> [TASK TO CARRY OUT]:
Search each line below for the word "trim" and list those that contain it.

(Saved entries)
# # #

//! Response envelope parsing for both sub-protocols

use serde::Deserialize;
use serde_json::Value;
use xmltree::Element;

use crate::error::{ApiError, Result};

#[derive(Debug, Deserialize)]
struct JsonEnvelope {
    #[serde(default)]
    result: Option<Vec<Value>>,
    #[serde(default)]
    error: Option<Vec<Value>>,
}

/// Parse a JSON-RPC response body and return its `result` list
///
/// `{"error": [code, message]}` becomes [`ApiError::DeviceError`]; a body
/// carrying neither field is a parse error.
pub fn parse_json_response(body: &str) -> Result<Vec<Value>> {
    let envelope: JsonEnvelope = serde_json::from_str(body)?;

    if let Some(error) = envelope.error {
        let code = error.first().and_then(Value::as_i64).unwrap_or(-1);
        let message = error
            .get(1)
            .and_then(Value::as_str)
            .unwrap_or_default()
            .to_string();
        return Err(ApiError::DeviceError { code, message });
    }

    envelope
        .result
        .ok_or_else(|| ApiError::ParseError("Response has neither result nor error".to_string()))
}

/// Check an IRCC response body for a SOAP fault
///
/// Devices answer a successful `X_SendIRCC` with an empty
/// `X_SendIRCCResponse` element, and some firmware with an empty body.
pub fn check_ircc_response(body: &str) -> Result<()> {
    if body.trim().is_empty() {
        return Ok(());
    }

    let xml = Element::parse(body.as_bytes()).map_err(|e| ApiError::ParseError(e.to_string()))?;

    let body = xml
        .get_child("Body")
        .ok_or_else(|| ApiError::ParseError("Missing SOAP Body".to_string()))?;

    if let Some(fault) = body.get_child("Fault") {
        let error_code = fault
            .get_child("detail")
            .and_then(|d| d.get_child("UPnPError"))
            .and_then(|e| e.get_child("errorCode"))
            .and_then(|c| c.get_text())
            .and_then(|t| t.trim().parse::<u16>().ok())
            .unwrap_or(500);
        return Err(ApiError::SoapFault(error_code));
    }

    Ok(())
}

# # #

> [EXERCISE OUTPUT]:
    if body.trim().is_empty() {
            .and_then(|t| t.trim().parse::<u16>().ok())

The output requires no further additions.